Task statement: Pull every line that includes the word "presentation" from the data.

Study material START

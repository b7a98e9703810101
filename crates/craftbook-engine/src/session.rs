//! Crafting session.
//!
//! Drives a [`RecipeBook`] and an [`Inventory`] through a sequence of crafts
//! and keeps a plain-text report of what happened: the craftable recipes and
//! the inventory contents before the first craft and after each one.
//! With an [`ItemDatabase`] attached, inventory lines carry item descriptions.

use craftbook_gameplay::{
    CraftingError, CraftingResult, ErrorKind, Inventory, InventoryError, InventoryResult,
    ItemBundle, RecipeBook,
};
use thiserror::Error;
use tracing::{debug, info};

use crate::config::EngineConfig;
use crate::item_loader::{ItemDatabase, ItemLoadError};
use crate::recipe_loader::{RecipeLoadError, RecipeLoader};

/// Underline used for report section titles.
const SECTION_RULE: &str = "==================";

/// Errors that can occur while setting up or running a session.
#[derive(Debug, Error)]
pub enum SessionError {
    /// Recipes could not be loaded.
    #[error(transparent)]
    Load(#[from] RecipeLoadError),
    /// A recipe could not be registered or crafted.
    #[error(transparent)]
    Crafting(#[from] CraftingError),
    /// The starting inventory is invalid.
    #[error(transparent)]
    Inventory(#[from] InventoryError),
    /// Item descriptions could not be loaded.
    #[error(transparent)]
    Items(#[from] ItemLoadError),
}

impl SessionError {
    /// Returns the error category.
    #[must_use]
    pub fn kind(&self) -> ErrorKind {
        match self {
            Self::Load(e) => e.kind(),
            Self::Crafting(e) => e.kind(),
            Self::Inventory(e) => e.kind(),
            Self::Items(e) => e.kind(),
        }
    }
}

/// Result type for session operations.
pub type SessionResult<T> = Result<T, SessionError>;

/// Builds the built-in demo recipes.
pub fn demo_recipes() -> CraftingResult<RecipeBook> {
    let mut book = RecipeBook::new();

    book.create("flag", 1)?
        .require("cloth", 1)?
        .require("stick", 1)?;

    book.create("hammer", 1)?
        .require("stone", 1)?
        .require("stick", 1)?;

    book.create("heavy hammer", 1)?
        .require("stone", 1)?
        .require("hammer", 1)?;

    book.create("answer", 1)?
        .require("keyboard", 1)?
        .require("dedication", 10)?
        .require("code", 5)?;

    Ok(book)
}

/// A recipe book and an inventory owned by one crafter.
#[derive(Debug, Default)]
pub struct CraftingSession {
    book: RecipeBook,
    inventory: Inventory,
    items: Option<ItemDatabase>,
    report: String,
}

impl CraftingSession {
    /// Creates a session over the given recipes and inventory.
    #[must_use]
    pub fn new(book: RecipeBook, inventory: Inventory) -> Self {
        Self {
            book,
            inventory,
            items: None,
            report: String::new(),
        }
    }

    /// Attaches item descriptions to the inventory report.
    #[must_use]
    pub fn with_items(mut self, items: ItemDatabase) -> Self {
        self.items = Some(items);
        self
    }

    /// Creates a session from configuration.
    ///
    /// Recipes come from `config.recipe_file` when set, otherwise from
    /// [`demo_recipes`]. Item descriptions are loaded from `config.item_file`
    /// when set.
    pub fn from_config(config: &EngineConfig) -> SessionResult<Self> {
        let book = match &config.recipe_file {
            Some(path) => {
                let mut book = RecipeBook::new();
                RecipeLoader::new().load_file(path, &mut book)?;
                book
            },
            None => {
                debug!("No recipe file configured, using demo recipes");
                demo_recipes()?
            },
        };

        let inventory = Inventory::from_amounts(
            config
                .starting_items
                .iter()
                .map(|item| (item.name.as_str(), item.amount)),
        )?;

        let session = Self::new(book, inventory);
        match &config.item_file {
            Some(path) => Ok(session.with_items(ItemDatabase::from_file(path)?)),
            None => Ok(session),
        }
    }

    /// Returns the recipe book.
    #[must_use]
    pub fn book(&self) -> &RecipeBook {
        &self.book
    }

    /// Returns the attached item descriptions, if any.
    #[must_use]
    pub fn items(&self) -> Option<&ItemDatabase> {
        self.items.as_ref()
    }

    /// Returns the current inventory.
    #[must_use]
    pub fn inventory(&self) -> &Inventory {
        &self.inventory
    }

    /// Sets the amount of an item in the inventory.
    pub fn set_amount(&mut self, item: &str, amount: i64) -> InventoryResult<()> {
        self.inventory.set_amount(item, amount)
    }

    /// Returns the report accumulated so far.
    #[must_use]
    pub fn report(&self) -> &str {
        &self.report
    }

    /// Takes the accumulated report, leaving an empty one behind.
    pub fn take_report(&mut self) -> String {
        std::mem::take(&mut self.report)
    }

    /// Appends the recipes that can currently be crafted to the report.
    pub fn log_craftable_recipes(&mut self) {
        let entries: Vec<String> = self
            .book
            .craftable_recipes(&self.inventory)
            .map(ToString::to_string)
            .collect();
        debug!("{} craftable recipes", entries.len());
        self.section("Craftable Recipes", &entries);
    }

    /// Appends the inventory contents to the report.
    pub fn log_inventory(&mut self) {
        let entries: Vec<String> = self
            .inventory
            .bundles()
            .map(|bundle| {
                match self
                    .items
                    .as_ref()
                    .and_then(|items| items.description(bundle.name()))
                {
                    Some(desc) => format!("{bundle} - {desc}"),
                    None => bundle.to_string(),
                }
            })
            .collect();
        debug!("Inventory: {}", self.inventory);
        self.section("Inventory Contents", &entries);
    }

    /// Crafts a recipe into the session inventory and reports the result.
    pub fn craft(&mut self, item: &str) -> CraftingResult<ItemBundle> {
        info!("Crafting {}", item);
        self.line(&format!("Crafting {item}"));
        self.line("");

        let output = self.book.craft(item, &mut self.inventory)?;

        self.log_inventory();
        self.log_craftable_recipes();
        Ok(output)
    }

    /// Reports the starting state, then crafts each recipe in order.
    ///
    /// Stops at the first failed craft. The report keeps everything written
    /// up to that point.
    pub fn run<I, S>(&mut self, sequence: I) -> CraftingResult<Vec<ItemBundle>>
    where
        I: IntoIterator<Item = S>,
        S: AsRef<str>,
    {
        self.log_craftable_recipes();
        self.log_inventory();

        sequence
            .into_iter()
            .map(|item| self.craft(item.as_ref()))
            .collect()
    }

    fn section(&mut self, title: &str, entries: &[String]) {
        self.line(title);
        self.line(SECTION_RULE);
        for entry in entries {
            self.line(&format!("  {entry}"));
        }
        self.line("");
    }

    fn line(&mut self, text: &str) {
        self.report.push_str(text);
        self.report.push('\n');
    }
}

Study material END
Study material START

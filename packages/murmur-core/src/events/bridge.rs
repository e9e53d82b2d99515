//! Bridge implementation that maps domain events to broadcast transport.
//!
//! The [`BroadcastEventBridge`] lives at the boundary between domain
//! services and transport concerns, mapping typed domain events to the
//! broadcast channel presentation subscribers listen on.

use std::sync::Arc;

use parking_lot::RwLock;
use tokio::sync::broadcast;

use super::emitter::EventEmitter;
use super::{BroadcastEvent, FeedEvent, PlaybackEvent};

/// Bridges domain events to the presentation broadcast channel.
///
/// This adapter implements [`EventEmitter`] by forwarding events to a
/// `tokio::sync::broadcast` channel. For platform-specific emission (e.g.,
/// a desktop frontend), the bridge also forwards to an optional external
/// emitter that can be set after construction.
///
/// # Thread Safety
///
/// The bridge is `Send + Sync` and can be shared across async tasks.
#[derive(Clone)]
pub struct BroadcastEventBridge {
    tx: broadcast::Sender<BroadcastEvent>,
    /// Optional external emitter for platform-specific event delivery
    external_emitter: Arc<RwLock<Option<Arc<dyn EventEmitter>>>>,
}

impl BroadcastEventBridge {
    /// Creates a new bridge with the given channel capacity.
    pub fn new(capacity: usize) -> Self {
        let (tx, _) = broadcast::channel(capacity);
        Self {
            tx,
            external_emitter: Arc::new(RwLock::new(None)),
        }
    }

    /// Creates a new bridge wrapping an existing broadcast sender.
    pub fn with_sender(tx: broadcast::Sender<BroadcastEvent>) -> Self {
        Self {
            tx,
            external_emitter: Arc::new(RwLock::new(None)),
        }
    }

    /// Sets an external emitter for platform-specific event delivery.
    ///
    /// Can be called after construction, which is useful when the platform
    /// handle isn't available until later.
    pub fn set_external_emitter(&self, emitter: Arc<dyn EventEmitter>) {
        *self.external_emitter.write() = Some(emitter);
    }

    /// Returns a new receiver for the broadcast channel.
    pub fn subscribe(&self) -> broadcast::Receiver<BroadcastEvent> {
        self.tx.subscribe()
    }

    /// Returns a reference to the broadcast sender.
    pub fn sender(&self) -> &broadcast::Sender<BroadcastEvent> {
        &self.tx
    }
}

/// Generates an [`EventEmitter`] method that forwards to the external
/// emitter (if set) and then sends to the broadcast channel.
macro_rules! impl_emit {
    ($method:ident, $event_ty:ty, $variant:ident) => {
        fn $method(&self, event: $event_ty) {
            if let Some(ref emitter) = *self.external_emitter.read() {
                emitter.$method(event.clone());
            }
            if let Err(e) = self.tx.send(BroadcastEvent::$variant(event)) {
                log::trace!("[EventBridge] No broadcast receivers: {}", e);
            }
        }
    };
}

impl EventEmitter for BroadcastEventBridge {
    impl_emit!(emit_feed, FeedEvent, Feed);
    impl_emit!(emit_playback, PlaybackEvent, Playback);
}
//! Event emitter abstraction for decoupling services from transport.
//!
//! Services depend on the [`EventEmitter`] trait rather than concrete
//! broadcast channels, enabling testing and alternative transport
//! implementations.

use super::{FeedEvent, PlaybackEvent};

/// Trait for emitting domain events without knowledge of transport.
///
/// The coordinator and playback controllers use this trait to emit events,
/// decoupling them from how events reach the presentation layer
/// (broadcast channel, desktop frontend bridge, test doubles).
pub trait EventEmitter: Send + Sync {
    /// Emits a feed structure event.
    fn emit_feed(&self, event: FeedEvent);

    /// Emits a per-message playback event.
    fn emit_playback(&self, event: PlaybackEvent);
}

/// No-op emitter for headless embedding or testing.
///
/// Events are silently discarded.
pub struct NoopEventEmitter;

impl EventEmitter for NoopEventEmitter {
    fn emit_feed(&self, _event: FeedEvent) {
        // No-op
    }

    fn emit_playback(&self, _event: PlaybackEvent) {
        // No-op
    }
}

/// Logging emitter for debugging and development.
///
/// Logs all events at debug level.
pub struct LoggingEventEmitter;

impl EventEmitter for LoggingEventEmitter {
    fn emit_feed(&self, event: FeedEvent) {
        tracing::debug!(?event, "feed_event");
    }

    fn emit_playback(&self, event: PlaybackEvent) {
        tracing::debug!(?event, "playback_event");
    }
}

Study material END

Solution to this problem:
//! broadcast channel presentation subscribers listen on.
/// Bridges domain events to the presentation broadcast channel.
/// decoupling them from how events reach the presentation layer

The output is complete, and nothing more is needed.